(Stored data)
══════

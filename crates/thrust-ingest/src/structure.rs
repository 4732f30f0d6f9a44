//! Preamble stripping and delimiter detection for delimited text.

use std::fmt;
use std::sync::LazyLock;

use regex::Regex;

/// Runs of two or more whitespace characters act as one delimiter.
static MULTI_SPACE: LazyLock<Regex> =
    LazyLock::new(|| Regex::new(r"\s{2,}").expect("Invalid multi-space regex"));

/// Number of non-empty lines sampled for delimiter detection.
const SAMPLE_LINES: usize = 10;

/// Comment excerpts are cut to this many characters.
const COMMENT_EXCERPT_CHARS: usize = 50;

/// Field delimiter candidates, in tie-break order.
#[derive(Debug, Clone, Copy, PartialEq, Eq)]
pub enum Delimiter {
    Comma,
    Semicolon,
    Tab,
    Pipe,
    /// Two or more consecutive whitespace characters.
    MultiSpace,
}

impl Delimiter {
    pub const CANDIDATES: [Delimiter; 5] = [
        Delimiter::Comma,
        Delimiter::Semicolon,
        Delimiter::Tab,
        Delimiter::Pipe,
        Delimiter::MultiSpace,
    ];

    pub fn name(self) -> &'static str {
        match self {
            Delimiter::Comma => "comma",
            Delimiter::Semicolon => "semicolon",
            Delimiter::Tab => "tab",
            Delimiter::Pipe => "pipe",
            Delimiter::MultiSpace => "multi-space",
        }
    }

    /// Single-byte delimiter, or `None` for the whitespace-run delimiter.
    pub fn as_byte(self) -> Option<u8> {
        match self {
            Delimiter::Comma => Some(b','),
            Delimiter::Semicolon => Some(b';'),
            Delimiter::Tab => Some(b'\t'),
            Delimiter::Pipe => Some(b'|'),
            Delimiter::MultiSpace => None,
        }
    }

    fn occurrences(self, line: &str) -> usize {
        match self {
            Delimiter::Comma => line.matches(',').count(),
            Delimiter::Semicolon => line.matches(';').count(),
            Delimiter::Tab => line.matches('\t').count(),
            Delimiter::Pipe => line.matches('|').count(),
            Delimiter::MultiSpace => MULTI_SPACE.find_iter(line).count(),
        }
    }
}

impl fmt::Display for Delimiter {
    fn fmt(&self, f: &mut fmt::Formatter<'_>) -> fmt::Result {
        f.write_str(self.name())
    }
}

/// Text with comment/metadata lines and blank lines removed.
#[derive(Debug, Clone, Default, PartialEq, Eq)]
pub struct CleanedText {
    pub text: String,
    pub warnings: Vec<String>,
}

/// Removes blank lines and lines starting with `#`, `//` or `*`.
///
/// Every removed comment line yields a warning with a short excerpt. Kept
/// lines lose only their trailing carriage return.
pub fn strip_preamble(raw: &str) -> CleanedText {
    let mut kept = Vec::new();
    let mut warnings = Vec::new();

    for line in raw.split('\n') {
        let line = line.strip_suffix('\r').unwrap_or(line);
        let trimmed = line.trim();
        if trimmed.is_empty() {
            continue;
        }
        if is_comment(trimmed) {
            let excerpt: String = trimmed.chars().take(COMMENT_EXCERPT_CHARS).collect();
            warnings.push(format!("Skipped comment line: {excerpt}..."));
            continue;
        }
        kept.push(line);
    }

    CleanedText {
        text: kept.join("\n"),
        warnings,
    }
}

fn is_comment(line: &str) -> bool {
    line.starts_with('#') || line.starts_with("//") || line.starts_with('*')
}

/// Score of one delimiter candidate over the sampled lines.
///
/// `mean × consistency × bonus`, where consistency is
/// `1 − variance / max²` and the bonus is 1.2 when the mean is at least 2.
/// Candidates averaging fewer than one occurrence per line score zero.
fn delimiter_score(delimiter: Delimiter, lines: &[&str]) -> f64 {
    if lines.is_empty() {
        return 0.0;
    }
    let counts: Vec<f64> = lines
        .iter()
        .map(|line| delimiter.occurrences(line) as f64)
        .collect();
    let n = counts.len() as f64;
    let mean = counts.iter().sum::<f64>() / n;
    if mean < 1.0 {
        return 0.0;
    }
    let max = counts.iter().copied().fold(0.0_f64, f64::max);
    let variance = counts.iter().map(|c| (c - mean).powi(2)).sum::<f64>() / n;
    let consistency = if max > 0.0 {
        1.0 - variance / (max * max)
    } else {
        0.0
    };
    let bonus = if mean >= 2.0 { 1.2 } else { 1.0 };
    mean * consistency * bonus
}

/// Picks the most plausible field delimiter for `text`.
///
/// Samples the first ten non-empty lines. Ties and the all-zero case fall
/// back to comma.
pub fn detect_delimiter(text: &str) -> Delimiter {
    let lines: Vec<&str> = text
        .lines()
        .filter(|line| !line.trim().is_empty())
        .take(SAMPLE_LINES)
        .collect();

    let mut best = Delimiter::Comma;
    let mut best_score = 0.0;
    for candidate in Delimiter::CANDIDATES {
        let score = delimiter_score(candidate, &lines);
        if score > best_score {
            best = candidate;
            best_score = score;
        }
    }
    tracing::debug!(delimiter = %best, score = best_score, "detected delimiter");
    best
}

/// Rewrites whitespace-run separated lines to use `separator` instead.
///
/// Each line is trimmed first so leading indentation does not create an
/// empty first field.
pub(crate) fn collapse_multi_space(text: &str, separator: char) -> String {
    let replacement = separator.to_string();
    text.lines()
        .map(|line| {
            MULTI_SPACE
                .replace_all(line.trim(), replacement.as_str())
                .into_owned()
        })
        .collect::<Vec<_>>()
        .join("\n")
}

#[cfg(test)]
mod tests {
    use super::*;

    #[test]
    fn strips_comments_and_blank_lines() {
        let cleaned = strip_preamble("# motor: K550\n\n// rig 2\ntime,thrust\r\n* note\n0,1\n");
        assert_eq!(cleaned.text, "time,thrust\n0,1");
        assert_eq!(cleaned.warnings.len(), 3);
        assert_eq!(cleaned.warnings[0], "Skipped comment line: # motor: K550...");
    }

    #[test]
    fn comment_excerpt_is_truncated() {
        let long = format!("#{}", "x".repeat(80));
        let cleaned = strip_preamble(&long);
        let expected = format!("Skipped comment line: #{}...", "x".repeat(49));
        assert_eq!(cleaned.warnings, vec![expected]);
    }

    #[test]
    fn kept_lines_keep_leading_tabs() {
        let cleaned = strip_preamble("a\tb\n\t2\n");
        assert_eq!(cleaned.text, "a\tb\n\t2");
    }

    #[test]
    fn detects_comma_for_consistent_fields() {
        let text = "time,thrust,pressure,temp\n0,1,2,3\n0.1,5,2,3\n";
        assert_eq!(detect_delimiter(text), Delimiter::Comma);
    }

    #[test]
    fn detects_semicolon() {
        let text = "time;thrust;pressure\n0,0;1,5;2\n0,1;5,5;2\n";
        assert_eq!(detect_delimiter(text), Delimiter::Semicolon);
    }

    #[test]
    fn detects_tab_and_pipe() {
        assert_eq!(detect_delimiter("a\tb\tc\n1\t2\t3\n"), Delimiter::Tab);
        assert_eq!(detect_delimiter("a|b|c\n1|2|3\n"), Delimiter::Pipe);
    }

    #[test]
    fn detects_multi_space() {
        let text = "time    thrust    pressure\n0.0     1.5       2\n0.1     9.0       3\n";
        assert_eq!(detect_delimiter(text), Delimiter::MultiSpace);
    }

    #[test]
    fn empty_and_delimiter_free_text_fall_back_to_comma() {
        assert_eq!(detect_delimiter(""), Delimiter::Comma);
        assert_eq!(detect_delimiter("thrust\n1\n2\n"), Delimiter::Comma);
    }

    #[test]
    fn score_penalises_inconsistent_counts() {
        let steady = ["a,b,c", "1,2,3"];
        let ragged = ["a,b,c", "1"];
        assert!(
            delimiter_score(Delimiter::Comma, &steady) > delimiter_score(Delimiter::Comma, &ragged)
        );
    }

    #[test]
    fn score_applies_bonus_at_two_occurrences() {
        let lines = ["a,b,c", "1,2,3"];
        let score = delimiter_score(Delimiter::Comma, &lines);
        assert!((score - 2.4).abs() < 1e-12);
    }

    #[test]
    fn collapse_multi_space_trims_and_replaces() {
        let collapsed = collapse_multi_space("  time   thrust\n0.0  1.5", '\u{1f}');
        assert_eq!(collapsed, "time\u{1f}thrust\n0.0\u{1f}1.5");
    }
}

══════

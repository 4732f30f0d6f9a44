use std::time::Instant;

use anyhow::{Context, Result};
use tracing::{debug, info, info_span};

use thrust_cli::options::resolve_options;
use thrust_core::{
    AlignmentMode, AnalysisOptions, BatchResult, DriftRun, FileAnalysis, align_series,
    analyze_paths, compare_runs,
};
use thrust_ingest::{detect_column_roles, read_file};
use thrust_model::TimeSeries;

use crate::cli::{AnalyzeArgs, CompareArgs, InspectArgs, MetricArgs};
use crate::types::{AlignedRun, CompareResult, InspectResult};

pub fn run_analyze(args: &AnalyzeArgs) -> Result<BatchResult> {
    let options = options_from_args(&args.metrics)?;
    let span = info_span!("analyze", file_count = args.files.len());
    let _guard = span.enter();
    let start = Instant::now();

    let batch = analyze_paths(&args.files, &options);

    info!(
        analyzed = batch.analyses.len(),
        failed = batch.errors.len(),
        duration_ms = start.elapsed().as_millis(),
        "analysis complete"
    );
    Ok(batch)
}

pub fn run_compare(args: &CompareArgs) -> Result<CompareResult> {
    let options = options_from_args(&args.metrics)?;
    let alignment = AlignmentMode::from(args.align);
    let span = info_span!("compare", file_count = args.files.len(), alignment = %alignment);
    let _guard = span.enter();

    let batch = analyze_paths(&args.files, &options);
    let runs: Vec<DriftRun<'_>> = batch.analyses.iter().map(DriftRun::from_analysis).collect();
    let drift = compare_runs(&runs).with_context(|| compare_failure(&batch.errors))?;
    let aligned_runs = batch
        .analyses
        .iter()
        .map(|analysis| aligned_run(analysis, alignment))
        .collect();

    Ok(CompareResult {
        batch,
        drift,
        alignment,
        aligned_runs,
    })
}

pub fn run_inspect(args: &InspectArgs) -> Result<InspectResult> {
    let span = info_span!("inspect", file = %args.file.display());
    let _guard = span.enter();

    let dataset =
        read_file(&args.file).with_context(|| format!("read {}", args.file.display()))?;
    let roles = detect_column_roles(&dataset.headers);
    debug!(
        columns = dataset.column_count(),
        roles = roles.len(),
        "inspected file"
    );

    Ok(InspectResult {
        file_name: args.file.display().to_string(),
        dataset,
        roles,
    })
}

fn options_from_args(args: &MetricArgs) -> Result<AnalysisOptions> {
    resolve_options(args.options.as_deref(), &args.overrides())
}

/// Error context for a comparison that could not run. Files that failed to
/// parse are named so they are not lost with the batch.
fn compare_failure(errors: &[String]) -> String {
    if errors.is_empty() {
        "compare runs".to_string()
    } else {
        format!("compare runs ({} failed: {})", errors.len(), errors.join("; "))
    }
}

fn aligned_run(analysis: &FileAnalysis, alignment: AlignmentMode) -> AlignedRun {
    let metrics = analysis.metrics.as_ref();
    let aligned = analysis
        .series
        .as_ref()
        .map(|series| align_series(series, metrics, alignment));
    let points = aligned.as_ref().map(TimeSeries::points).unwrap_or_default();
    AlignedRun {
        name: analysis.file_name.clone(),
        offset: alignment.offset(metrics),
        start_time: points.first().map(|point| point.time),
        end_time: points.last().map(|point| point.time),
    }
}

══════

TASK TO CARRY OUT: Count each line above with "whitespace"; write only the number.

PROBLEM SOLUTION: 4